Just a set of lungs and legs that move around the field stopping only briefly to make a noise through a whistle. But it isn’t a whistle that controls the game, it is a referee’s personality. As with the great Clive Norling, the whistle is a mere prop – it is their ability to bond with the players and force their personality on the game that matters. Owen’s one liners aren’t purely light entertainment, they are also a show of power and control. In the same way that the senior employee or boss is more likely to make a joke or a comment in a normal work situation then so does Owen in a rugby match. Rugby needs more referees like Owen, not less.

English rugby now has a new league

December saw the creation of a new league in English rugby. There was no flashy launch, it doesn’t have a sponsor or a twitter account, and features just three teams, but it is a league none-the-less.

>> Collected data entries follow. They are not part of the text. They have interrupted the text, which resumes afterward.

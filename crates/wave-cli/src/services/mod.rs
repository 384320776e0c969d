//! Service layer for business logic with dependency injection.
//!
//! Services take the Gitea client through the [`wave_gitea::GiteaApi`] trait so
//! they can be exercised against [`test_mocks::MockGiteaApi`].

pub mod handlers;
pub mod pull;
pub mod push;
pub mod remote;
pub mod validate;

#[cfg(test)]
pub mod test_mocks;

pub use handlers::KindReport;
pub use pull::PullService;
pub use push::{PushOptions, PushService, PushSummary};
pub use validate::{CheckOutcome, ValidateService};
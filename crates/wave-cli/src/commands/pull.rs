//! `wave pull` command - Snapshot a repository into the local files.

use std::path::Path;

use anyhow::{Context, Result};
use wave_core::RepoRef;

use super::{build_client, load_config, runtime};
use crate::output;
use crate::services::PullService;

/// Run the pull command.
pub fn run(config_path: &Path, repo: &str, dry_run: bool) -> Result<()> {
    let config = load_config(config_path)?;
    let repo = RepoRef::parse(repo)?;
    let client = build_client(&config)?;
    let dry_run = dry_run || config.dry_run;

    output::info(&format!("Pulling configuration from {repo}"));

    let written = runtime()?
        .block_on(
            PullService::new(&client, &config)
                .with_dry_run(dry_run)
                .pull(&repo),
        )
        .with_context(|| format!("Failed to pull {repo}"))?;

    for (kind, path) in &written {
        output::detail(&format!("  {kind:<20} {}", path.display()));
    }

    if dry_run {
        output::info(&format!(
            "Would write {} file(s) to {}",
            written.len(),
            config.output_dir().display()
        ));
        output::info("Dry run - no changes were made");
    } else {
        output::success(&format!(
            "Wrote {} file(s) to {}",
            written.len(),
            config.output_dir().display()
        ));
    }

    Ok(())
}
//! `wave push` command - Propagate the local configuration to target repositories.

use std::path::Path;

use anyhow::{Result, bail};
use colored::Colorize;

use super::{build_client, load_config, runtime};
use crate::output;
use crate::services::push::RepoReport;
use crate::services::{KindReport, PushOptions, PushService, PushSummary};

/// Run the push command.
pub fn run(config_path: &Path, repos: &[String], dry_run: bool, keep_going: bool) -> Result<()> {
    let config = load_config(config_path)?;

    let options = PushOptions {
        dry_run: dry_run || config.dry_run,
        keep_going,
    };
    let client = build_client(&config)?;
    let service = PushService::new(&client, &config, options);

    let summary = runtime()?.block_on(async {
        let targets = service.resolve_targets(repos).await?;
        output::info(&format!(
            "{} {} repositor{}",
            if options.dry_run { "Planning" } else { "Pushing to" },
            targets.len(),
            if targets.len() == 1 { "y" } else { "ies" }
        ));
        Ok::<_, wave_core::Error>(service.push_all(&targets).await)
    })?;

    print_summary(&summary, options.dry_run);

    if !summary.is_success() {
        bail!("{} failure(s) during push", summary.failures.len());
    }
    if options.dry_run {
        output::info("Dry run - no changes were made");
    } else {
        output::success("Push complete");
    }
    Ok(())
}

fn print_summary(summary: &PushSummary, dry_run: bool) {
    for repo in &summary.repos {
        print_repo(repo, dry_run);
    }

    if summary.failures.is_empty() {
        return;
    }
    output::hr();
    for failure in &summary.failures {
        output::error(&format!("{} {}: {}", failure.repo, failure.kind, failure.error));
    }
}

fn print_repo(report: &RepoReport, dry_run: bool) {
    output::info(&report.repo.to_string().bold().to_string());
    for kind in &report.kinds {
        print_kind(kind, dry_run);
    }
}

fn print_kind(report: &KindReport, dry_run: bool) {
    let label = match report.strategy {
        Some(strategy) => format!("{} ({strategy})", report.kind),
        None => report.kind.to_string(),
    };

    if let Some(reason) = &report.skipped {
        output::detail(&format!("  {label}: skipped, {reason}").dimmed().to_string());
        return;
    }
    if report.is_noop() && report.ambiguous.is_empty() {
        output::detail(&format!("  {label}: up to date"));
        return;
    }

    output::detail(&format!("  {label}:"));
    for change in &report.planned {
        output::planned(change.operation, &change.description);
    }
    for identity in &report.ambiguous {
        output::warn(&format!(
            "{}: skipped '{identity}', several remote items share it",
            report.kind
        ));
    }

    if !dry_run && !report.is_noop() {
        let applied = report.applied;
        output::detail(&format!(
            "    {} created, {} updated, {} deleted",
            applied.created, applied.updated, applied.deleted
        ));
    }
    if let Some(link) = &report.link {
        output::essential(link);
    }
}
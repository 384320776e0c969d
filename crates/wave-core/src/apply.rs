//! Applier: executes a plan against the remote, one operation at a time.
//!
//! Operations run strictly in plan order. The first failure stops the run for
//! that kind; operations already applied stay applied.

use std::future::Future;

use crate::error::{Error, Result};
use crate::identity::IdentityKey;
use crate::reconcile::{Operation, OperationKind, Plan, TopicOperation, TopicPlan};
use crate::resource::{Resource, ResourceKind};

/// Remote-side mutations for one keyed resource kind.
///
/// Implemented by the CLI's handlers on top of the HTTP client, and by
/// in-memory fakes in tests.
pub trait Remote<T: Resource> {
    /// Client error type.
    type Error: std::error::Error + Send + Sync + 'static;

    /// Create a new item.
    fn create(&self, item: &T) -> impl Future<Output = std::result::Result<(), Self::Error>> + Send;

    /// Overwrite the item with `identity`. `item` already carries the remote handle.
    fn update(
        &self,
        identity: &IdentityKey,
        item: &T,
    ) -> impl Future<Output = std::result::Result<(), Self::Error>> + Send;

    /// Delete an observed item.
    fn delete(&self, item: &T) -> impl Future<Output = std::result::Result<(), Self::Error>> + Send;
}

/// Remote-side mutations for topics.
pub trait TopicRemote {
    /// Client error type.
    type Error: std::error::Error + Send + Sync + 'static;

    /// Replace the whole topic set.
    fn set_topics(
        &self,
        topics: &[String],
    ) -> impl Future<Output = std::result::Result<(), Self::Error>> + Send;

    /// Add a single topic. Must succeed if the topic already exists.
    fn add_topic(&self, topic: &str)
    -> impl Future<Output = std::result::Result<(), Self::Error>> + Send;
}

/// What an apply run did.
#[derive(Debug, Clone, Copy, Default, PartialEq, Eq)]
pub struct ApplyReport {
    pub created: usize,
    pub updated: usize,
    pub deleted: usize,
}

impl ApplyReport {
    fn record(&mut self, kind: OperationKind) {
        match kind {
            OperationKind::Create => self.created += 1,
            OperationKind::Update => self.updated += 1,
            OperationKind::Delete => self.deleted += 1,
        }
    }

    /// Total operations applied.
    #[must_use]
    pub const fn total(&self) -> usize {
        self.created + self.updated + self.deleted
    }
}

/// Apply `plan` through `remote`.
///
/// # Errors
/// Returns [`Error::Apply`] for the first failing operation, with counts of what
/// was applied before it and what was left unattempted.
pub async fn apply<T, R>(plan: &Plan<T>, remote: &R) -> Result<ApplyReport>
where
    T: Resource + Sync,
    R: Remote<T> + Sync,
{
    let total = plan.len();
    let mut report = ApplyReport::default();

    for (index, op) in plan.operations.iter().enumerate() {
        let outcome = match op {
            Operation::Create(item) => remote.create(item).await,
            Operation::Update { identity, item } => remote.update(identity, item).await,
            Operation::Delete { item, .. } => remote.delete(item).await,
        };

        if let Err(source) = outcome {
            return Err(Error::Apply {
                kind: T::KIND,
                operation: op.kind(),
                identity: op.label(),
                applied: index,
                remaining: total - index - 1,
                source: Box::new(source),
            });
        }

        tracing::debug!(operation = %op, "applied");
        report.record(op.kind());
    }

    Ok(report)
}

/// Apply a topic plan through `remote`.
///
/// # Errors
/// Returns [`Error::Apply`] for the first failing operation.
pub async fn apply_topics<R>(plan: &TopicPlan, remote: &R) -> Result<ApplyReport>
where
    R: TopicRemote + Sync,
{
    let total = plan.operations.len();
    let mut report = ApplyReport::default();

    for (index, op) in plan.operations.iter().enumerate() {
        let (operation, identity, outcome) = match op {
            TopicOperation::Set(topics) => (
                OperationKind::Update,
                "topics".to_string(),
                remote.set_topics(topics).await,
            ),
            TopicOperation::Add(topic) => (
                OperationKind::Create,
                topic.clone(),
                remote.add_topic(topic).await,
            ),
        };

        if let Err(source) = outcome {
            return Err(Error::Apply {
                kind: ResourceKind::Topics,
                operation,
                identity,
                applied: index,
                remaining: total - index - 1,
                source: Box::new(source),
            });
        }

        tracing::debug!(operation = %op, "applied");
        report.record(operation);
    }

    Ok(report)
}

#[cfg(test)]
#[allow(clippy::unwrap_used)]
mod tests {
    use std::sync::Mutex;

    use super::*;
    use crate::reconcile::{reconcile, reconcile_topics};
    use crate::resource::BranchProtection;
    use crate::strategy::Strategy;

    #[derive(Debug, thiserror::Error)]
    #[error("remote refused")]
    struct Refused;

    /// Records calls and fails on the `fail_at`-th call (0-based).
    #[derive(Default)]
    struct Recorder {
        calls: Mutex<Vec<String>>,
        fail_at: Option<usize>,
    }

    impl Recorder {
        fn failing_at(index: usize) -> Self {
            Self {
                fail_at: Some(index),
                ..Self::default()
            }
        }

        fn record(&self, call: String) -> std::result::Result<(), Refused> {
            let mut calls = self.calls.lock().unwrap();
            if self.fail_at == Some(calls.len()) {
                return Err(Refused);
            }
            calls.push(call);
            Ok(())
        }

        fn calls(&self) -> Vec<String> {
            self.calls.lock().unwrap().clone()
        }
    }

    impl Remote<BranchProtection> for Recorder {
        type Error = Refused;

        async fn create(&self, item: &BranchProtection) -> std::result::Result<(), Refused> {
            self.record(format!("create {}", item.rule_name))
        }

        async fn update(
            &self,
            identity: &IdentityKey,
            _item: &BranchProtection,
        ) -> std::result::Result<(), Refused> {
            self.record(format!("update {identity}"))
        }

        async fn delete(&self, item: &BranchProtection) -> std::result::Result<(), Refused> {
            self.record(format!("delete {}", item.rule_name))
        }
    }

    impl TopicRemote for Recorder {
        type Error = Refused;

        async fn set_topics(&self, topics: &[String]) -> std::result::Result<(), Refused> {
            self.record(format!("set {}", topics.join(",")))
        }

        async fn add_topic(&self, topic: &str) -> std::result::Result<(), Refused> {
            self.record(format!("add {topic}"))
        }
    }

    fn rule(name: &str) -> BranchProtection {
        BranchProtection {
            rule_name: name.into(),
            ..BranchProtection::default()
        }
    }

    #[tokio::test]
    async fn test_apply_runs_in_plan_order() {
        let observed = vec![rule("a"), rule("b")];
        let desired = vec![rule("c")];
        let plan = reconcile(&observed, &desired, Strategy::Replace).unwrap();

        let remote = Recorder::default();
        let report = apply(&plan, &remote).await.unwrap();

        assert_eq!(remote.calls(), vec!["delete a", "delete b", "create c"]);
        assert_eq!(report.deleted, 2);
        assert_eq!(report.created, 1);
        assert_eq!(report.total(), 3);
    }

    #[tokio::test]
    async fn test_apply_stops_at_first_failure() {
        let observed = vec![rule("a"), rule("b")];
        let desired = vec![rule("c")];
        let plan = reconcile(&observed, &desired, Strategy::Replace).unwrap();

        let remote = Recorder::failing_at(1);
        let err = apply(&plan, &remote).await.unwrap_err();

        assert_eq!(remote.calls(), vec!["delete a"]);
        match err {
            Error::Apply {
                operation,
                identity,
                applied,
                remaining,
                ..
            } => {
                assert_eq!(operation, OperationKind::Delete);
                assert_eq!(identity, "b");
                assert_eq!(applied, 1);
                assert_eq!(remaining, 1);
            }
            other => panic!("unexpected error: {other}"),
        }
    }

    #[tokio::test]
    async fn test_apply_empty_plan_makes_no_calls() {
        let plan = reconcile::<BranchProtection>(&[rule("a")], &[], Strategy::Append).unwrap();
        let remote = Recorder::default();
        let report = apply(&plan, &remote).await.unwrap();
        assert_eq!(report, ApplyReport::default());
        assert!(remote.calls().is_empty());
    }

    #[tokio::test]
    async fn test_apply_topics_append() {
        let observed = vec!["rust".to_string()];
        let desired = vec!["cli".to_string(), "rust".to_string(), "gitea".to_string()];
        let plan = reconcile_topics(&observed, &desired, Strategy::Append);

        let remote = Recorder::default();
        let report = apply_topics(&plan, &remote).await.unwrap();

        assert_eq!(remote.calls(), vec!["add cli", "add gitea"]);
        assert_eq!(report.created, 2);
    }

    #[tokio::test]
    async fn test_apply_topics_failure_names_topic() {
        let plan = reconcile_topics(&[], &["a".to_string(), "b".to_string()], Strategy::Append);
        let remote = Recorder::failing_at(0);
        let err = apply_topics(&plan, &remote).await.unwrap_err();
        assert!(err.to_string().starts_with("failed to create topics 'a' (0 applied, 1 not attempted)"));
    }
}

The three teams are Bristol, Worcester and Sale, who find themselves in a competition where the prize for the top two is survival in the Aviva Premiership. A situation that seemed almost unthinkable for Bristol in November; a team whose odds for survival were as long as Dylan Hartley’s disciplinary record. Two festive victories for Bristol over Worcester and Sale and a win for Worcester over Harlequins has now made the bottom of the league as exciting as the top.

Bristol rugby

Dog fight: Bristol’s win over Sale has pulled the Manchester side into the relegation scrap

Whilst the situation is potentially disastrous for Sale, a team who reportedly has its scouting targets locked on to England’s first choice outside-half George Ford, it is hugely positive for the Aviva Premiership and its television partners. Relegation fixtures make good viewing and are something that the Premiership has lacked in recent years. The disparity in squad quality between those promoted into the league, and those already there has been so great that recent relegation battles have had the same rigidity and conviction as Donald Trump’s hair. Whether Bristol or Worcester can stay up remains to be seen, but at least it will be exciting finding out.

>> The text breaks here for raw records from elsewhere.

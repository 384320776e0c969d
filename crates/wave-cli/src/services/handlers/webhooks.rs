//! Webhooks, keyed by delivery URL and addressed by id.

use wave_core::{Error, RepoRef, ResourceKind, Result, Strategy, WebhookConfig};
use wave_gitea::GiteaApi;

use super::{Handler, KindReport, keyed_strategy, push_keyed};
use crate::services::remote::RepoRemote;

pub struct WebhooksHandler;

impl WebhooksHandler {
    async fn observed<G: GiteaApi>(api: &G, repo: &RepoRef) -> Result<WebhookConfig> {
        let hooks = api
            .list_hooks(&repo.owner, &repo.name)
            .await
            .map_err(|e| Error::fetch(ResourceKind::Webhooks, e))?;
        Ok(WebhookConfig { hooks })
    }
}

impl Handler for WebhooksHandler {
    type Document = WebhookConfig;

    async fn pull<G: GiteaApi>(&self, api: &G, repo: &RepoRef) -> Result<WebhookConfig> {
        let mut config = Self::observed(api, repo).await?;
        for hook in &mut config.hooks {
            hook.id = None;
        }
        Ok(config)
    }

    async fn push<G: GiteaApi>(
        &self,
        api: &G,
        repo: &RepoRef,
        desired: &WebhookConfig,
        strategy: Option<Strategy>,
        dry_run: bool,
    ) -> Result<KindReport> {
        let observed = Self::observed(api, repo).await?;
        push_keyed(
            &RepoRemote::new(api, repo),
            &observed.hooks,
            &desired.hooks,
            keyed_strategy(strategy),
            dry_run,
        )
        .await
    }
}
//! `wave init` command - Write a default configuration file.

use std::path::Path;

use anyhow::{Context, Result};
use wave_core::Config;

use crate::output;

/// Run the init command.
pub fn run(path: &Path, force: bool) -> Result<()> {
    if path.exists() && !force {
        output::warn(&format!(
            "{} already exists (use --force to overwrite)",
            path.display()
        ));
        return Ok(());
    }

    let config = Config::default();
    config
        .save(path)
        .with_context(|| format!("Failed to write {}", path.display()))?;

    output::success(&format!("Wrote {}", path.display()));
    output::info(&format!(
        "Resource files live in: {}",
        config.output_dir().display()
    ));
    output::detail("  Set gitea_url and GITEA_TOKEN, then run `wave pull <owner/repo>`");

    Ok(())
}
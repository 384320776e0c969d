//! Local YAML store for resource documents.

use std::fs;
use std::path::Path;

use crate::error::{Error, Result};
use crate::resource::Document;

/// Load a document from `path`.
///
/// An empty file is read as the empty document.
///
/// # Errors
/// Returns [`Error::Io`] if the file can't be read, [`Error::Parse`] if its
/// contents don't match the document shape.
pub fn load_document<D: Document>(path: impl AsRef<Path>) -> Result<D> {
    let path = path.as_ref();
    let content = fs::read_to_string(path)?;
    if content.trim().is_empty() {
        return Ok(D::default());
    }

    serde_yaml::from_str(&content).map_err(|e| Error::Parse {
        file: path.to_path_buf(),
        message: e.to_string(),
    })
}

/// Write `document` to `path`, creating parent directories.
///
/// Keys are written in field order, so repeated pulls of the same remote state
/// produce identical files.
///
/// # Errors
/// Returns error if serialization or write fails.
pub fn save_document<D: Document>(path: impl AsRef<Path>, document: &D) -> Result<()> {
    let path = path.as_ref();
    if let Some(parent) = path.parent()
        && !parent.as_os_str().is_empty()
    {
        fs::create_dir_all(parent)?;
    }

    let content = serde_yaml::to_string(document)?;
    fs::write(path, content)?;
    tracing::debug!(kind = %D::KIND, path = %path.display(), "wrote document");
    Ok(())
}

High tackles – rugby will adapt

Although it isn’t official until January 3rd, December essentially saw another addition to rugby’s laws. A book now so dense with detail that if you switch on a lamp to read it, the light bends around it. Any contact with the head, deliberate or not, will now be dealt with severely and immediately. The eagerness to eradicate contact with the head has led some, even leading players, to conclude that rugby has gone soft and is changing for the worse. But it isn’t. Playing the head is and always has been dangerous, it just didn’t matter so much in the past because most players weighed about 12 stone.


Don’t go high: High-tackles are being clamped down on

In the modern game, some players have arms that weigh as much as Phil Bennett, which obviously increases the force in collisions. However, as the recent past has shown, rugby will adapt. It was only six years ago that Wales was aghast at Sam Warburton receiving a red card for his tip tackle in the Rugby World Cup (a challenge that would seem unthinkable today). Coaches will now ensure that all contact is aimed at the mid-chest and the problem will largely disappear, as it has with tip tackles. The change could also have a wider benefit. With lower tackles comes the opportunity for attacking players to move their arms over the contact point and offload more freely. We shall see.

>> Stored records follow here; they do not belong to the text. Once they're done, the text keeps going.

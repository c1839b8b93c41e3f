use crate::constants::{
    CAPTION_PAUSE, CAPTION_RESUME, COUNTDOWN_PREFIX, MSG_TIME_UP, TITLE_SUFFIX_PAUSED,
    TITLE_SUFFIX_RUNNING, WINDOW_TITLE,
};
use crate::countdown::{Countdown, Phase, TickOutcome};
use crate::types::{InputField, Orientation};
use chrono::{DateTime, Local};

/// All mutable application state, owned by the event loop and read by the
/// view layer each frame.
pub struct AppState {
    pub countdown: Countdown,

    // Last wall-clock reading; retained unchanged between ticks
    pub clock_text: String,

    // Duration input buffers (digit-only, enforced by the key handler)
    pub hours_input: String,
    pub minutes_input: String,
    pub seconds_input: String,
    pub focus: InputField,

    // Inline error message overwriting the countdown readout after a
    // rejected Start; persists until the next successful Start or Reset
    pub notice: Option<String>,

    pub orientation: Orientation,
    pub fullscreen: bool,
    pub should_quit: bool,
}

impl AppState {
    pub fn new() -> Self {
        AppState {
            countdown: Countdown::new(),
            clock_text: Local::now().format("%H:%M:%S").to_string(),
            hours_input: "0".to_string(),
            minutes_input: "0".to_string(),
            seconds_input: "0".to_string(),
            focus: InputField::Hours,
            notice: None,
            orientation: Orientation::Portrait,
            fullscreen: true,
            should_quit: false,
        }
    }

    /// Window title mirroring the engine state
    pub fn window_title(&self) -> String {
        match self.countdown.phase() {
            Phase::Running => format!("{} - {}", WINDOW_TITLE, TITLE_SUFFIX_RUNNING),
            Phase::Paused => format!("{} - {}", WINDOW_TITLE, TITLE_SUFFIX_PAUSED),
            Phase::Idle | Phase::Expired => WINDOW_TITLE.to_string(),
        }
    }

    /// Text of the countdown readout line
    pub fn countdown_text(&self) -> String {
        if let Some(notice) = &self.notice {
            return notice.clone();
        }
        match self.countdown.phase() {
            Phase::Expired => MSG_TIME_UP.to_string(),
            _ => format!("{}: {}", COUNTDOWN_PREFIX, self.countdown.display()),
        }
    }

    pub fn start_enabled(&self) -> bool {
        matches!(self.countdown.phase(), Phase::Idle | Phase::Expired)
    }

    pub fn pause_enabled(&self) -> bool {
        matches!(self.countdown.phase(), Phase::Running | Phase::Paused)
    }

    pub fn pause_caption(&self) -> &'static str {
        match self.countdown.phase() {
            Phase::Paused => CAPTION_RESUME,
            _ => CAPTION_PAUSE,
        }
    }

    /// Start the countdown from the current input fields. Ignored while the
    /// start control is disabled; input errors become the inline notice.
    pub fn start(&mut self) {
        if !self.start_enabled() {
            return;
        }

        match self
            .countdown
            .start(&self.hours_input, &self.minutes_input, &self.seconds_input)
        {
            Ok(total) => {
                log::info!("Countdown started: {} seconds", total);
                self.notice = None;
            }
            Err(e) => {
                log::warn!("Start rejected: {}", e);
                self.notice = Some(e.to_string());
            }
        }
    }

    pub fn pause_or_resume(&mut self) {
        if !self.pause_enabled() {
            return;
        }
        self.countdown.pause_or_resume();
        log::info!(
            "Countdown {}",
            if self.countdown.is_running() {
                "resumed"
            } else {
                "paused"
            }
        );
    }

    pub fn reset(&mut self) {
        self.countdown.reset();
        self.notice = None;
        log::info!("Countdown reset");
    }

    pub fn set_orientation(&mut self, orientation: Orientation) {
        if self.orientation != orientation {
            log::info!("Orientation set to {:?}", orientation);
        }
        self.orientation = orientation;
    }

    pub fn toggle_fullscreen(&mut self) {
        self.fullscreen = !self.fullscreen;
        log::info!(
            "Fullscreen {}",
            if self.fullscreen { "enabled" } else { "disabled" }
        );
    }

    /// Once-per-second tick: refresh the live clock, advance the countdown,
    /// and fire the expiry alert when it reaches zero.
    pub fn tick(&mut self, now: DateTime<Local>) {
        self.clock_text = now.format("%H:%M:%S").to_string();

        match self.countdown.tick() {
            TickOutcome::Counting => {}
            TickOutcome::Expired => {
                log::info!("Countdown expired");
                self.ring_alert();
            }
            TickOutcome::Idle => {}
        }
    }

    // Placeholder for an audible/haptic expiry alert
    fn ring_alert(&self) {
        log::debug!("Alert hook fired (no-op)");
    }

    pub fn input(&self, field: InputField) -> &str {
        match field {
            InputField::Hours => &self.hours_input,
            InputField::Minutes => &self.minutes_input,
            InputField::Seconds => &self.seconds_input,
        }
    }

    fn input_mut(&mut self, field: InputField) -> &mut String {
        match field {
            InputField::Hours => &mut self.hours_input,
            InputField::Minutes => &mut self.minutes_input,
            InputField::Seconds => &mut self.seconds_input,
        }
    }

    /// Append a digit to the focused input field. Non-digits and overlong
    /// input are dropped at this layer, mirroring a digit-only input filter.
    pub fn push_digit(&mut self, c: char) {
        if !c.is_ascii_digit() {
            return;
        }
        let max = self.focus.max_digits();
        let buffer = self.input_mut(self.focus);
        if buffer.len() < max {
            buffer.push(c);
        }
    }

    pub fn pop_digit(&mut self) {
        self.input_mut(self.focus).pop();
    }

    pub fn clear_field(&mut self) {
        self.input_mut(self.focus).clear();
    }

    pub fn focus_next(&mut self) {
        self.focus = self.focus.next();
    }

    pub fn focus_previous(&mut self) {
        self.focus = self.focus.previous();
    }
}

impl Default for AppState {
    fn default() -> Self {
        Self::new()
    }
}

#[cfg(test)]
mod tests {
    use super::*;

    fn started(h: &str, m: &str, s: &str) -> AppState {
        let mut app = AppState::new();
        app.hours_input = h.to_string();
        app.minutes_input = m.to_string();
        app.seconds_input = s.to_string();
        app.start();
        app
    }

    #[test]
    fn test_title_mirrors_engine_state() {
        let mut app = started("0", "0", "5");
        assert_eq!(app.window_title(), "全屏倒计时时钟 - 倒计时中");

        app.pause_or_resume();
        assert_eq!(app.window_title(), "全屏倒计时时钟 - 已暂停");

        app.reset();
        assert_eq!(app.window_title(), "全屏倒计时时钟");
    }

    #[test]
    fn test_countdown_text_formats_remaining() {
        let app = started("1", "1", "1");
        assert_eq!(app.countdown_text(), "倒计时: 01:01:01");

        let app = started("0", "0", "59");
        assert_eq!(app.countdown_text(), "倒计时: 00:00:59");
    }

    #[test]
    fn test_zero_duration_shows_valid_time_notice() {
        let app = started("0", "0", "0");
        assert_eq!(app.countdown_text(), "请输入有效时间");
        assert_eq!(app.countdown.remaining_seconds(), 0);
        assert!(!app.countdown.is_running());
    }

    #[test]
    fn test_non_numeric_shows_digits_notice() {
        let app = started("abc", "", "");
        assert_eq!(app.countdown_text(), "请输入数字");
        assert_eq!(app.countdown.remaining_seconds(), 0);
        assert!(!app.countdown.is_running());
    }

    #[test]
    fn test_notice_persists_until_reset() {
        let mut app = started("0", "0", "0");
        assert_eq!(app.countdown_text(), "请输入有效时间");

        app.tick(Local::now());
        assert_eq!(app.countdown_text(), "请输入有效时间");

        app.reset();
        assert_eq!(app.countdown_text(), "倒计时: 00:00:00");
    }

    #[test]
    fn test_successful_start_clears_notice() {
        let mut app = started("0", "0", "0");
        assert!(app.notice.is_some());

        app.seconds_input = "5".to_string();
        app.start();
        assert!(app.notice.is_none());
        assert_eq!(app.countdown_text(), "倒计时: 00:00:05");
    }

    #[test]
    fn test_start_ignored_while_running_or_paused() {
        let mut app = started("0", "0", "10");
        assert!(!app.start_enabled());

        app.tick(Local::now());
        app.start();
        assert_eq!(app.countdown.remaining_seconds(), 9);

        app.pause_or_resume();
        app.start();
        assert_eq!(app.countdown.remaining_seconds(), 9);
    }

    #[test]
    fn test_start_reenabled_after_expiry() {
        let mut app = started("0", "0", "1");
        app.tick(Local::now());
        assert_eq!(app.countdown_text(), "时间到!");
        assert!(app.start_enabled());
        assert!(!app.pause_enabled());

        app.start();
        assert!(app.countdown.is_running());
        assert_eq!(app.countdown.remaining_seconds(), 1);
    }

    #[test]
    fn test_pause_caption_follows_state() {
        let mut app = started("0", "0", "5");
        assert_eq!(app.pause_caption(), "暂停");

        app.pause_or_resume();
        assert_eq!(app.pause_caption(), "继续");

        app.reset();
        assert_eq!(app.pause_caption(), "暂停");
    }

    #[test]
    fn test_ticks_do_not_decrement_while_paused() {
        let mut app = started("0", "0", "10");
        app.pause_or_resume();

        app.tick(Local::now());
        app.tick(Local::now());
        assert_eq!(app.countdown.remaining_seconds(), 10);

        app.pause_or_resume();
        app.tick(Local::now());
        assert_eq!(app.countdown.remaining_seconds(), 9);
    }

    #[test]
    fn test_tick_updates_clock_text() {
        let mut app = AppState::new();
        let now = Local::now();
        app.tick(now);
        assert_eq!(app.clock_text, now.format("%H:%M:%S").to_string());
        assert_eq!(app.clock_text.len(), 8);
    }

    #[test]
    fn test_orientation_is_single_valued() {
        let mut app = AppState::new();
        assert_eq!(app.orientation, Orientation::Portrait);

        app.set_orientation(Orientation::Landscape);
        assert_eq!(app.orientation, Orientation::Landscape);

        app.set_orientation(Orientation::Portrait);
        assert_eq!(app.orientation, Orientation::Portrait);
    }

    #[test]
    fn test_fullscreen_toggle_flips() {
        let mut app = AppState::new();
        assert!(app.fullscreen);
        app.toggle_fullscreen();
        assert!(!app.fullscreen);
        app.toggle_fullscreen();
        assert!(app.fullscreen);
    }

    #[test]
    fn test_push_digit_filters_and_caps() {
        let mut app = AppState::new();
        app.clear_field();
        app.push_digit('1');
        app.push_digit('x');
        app.push_digit('2');
        app.push_digit('3');
        app.push_digit('4'); // over the 3-digit hours cap
        assert_eq!(app.hours_input, "123");

        app.focus_next();
        app.clear_field();
        app.push_digit('5');
        app.push_digit('9');
        app.push_digit('9'); // over the 2-digit minutes cap
        assert_eq!(app.minutes_input, "59");
    }

    #[test]
    fn test_focus_cycles_through_all_fields() {
        let mut app = AppState::new();
        assert_eq!(app.focus, InputField::Hours);
        app.focus_next();
        assert_eq!(app.focus, InputField::Minutes);
        app.focus_next();
        assert_eq!(app.focus, InputField::Seconds);
        app.focus_next();
        assert_eq!(app.focus, InputField::Hours);
        app.focus_previous();
        assert_eq!(app.focus, InputField::Seconds);
    }
}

Pascal Pape, have a word mate

December is a time for hammy acting. It is the very essence of pantomime and obviously a great inspiration for the role that Pascal Pape enthusiastically adopted against Edinburgh in the Challenge Cup. Having been slapped by Phil Burleigh, which was itself mindless, Pape got into character and fell to the floor like a Pantomime Dame.

Pascal Pape

Time for reflection: Pascal Pape’s play-acting has riled many in rugby

It was a particularly unedifying moment for him, his club and the game as a whole. The incident wouldn’t have looked so bad if it had been an 11 stone scrum half falling to the ground, but to see a 6 ft 4 inch 19 stone lock deliberately head to the floor was embarrassing. Where’s your dignity Pascal? It’s behind you.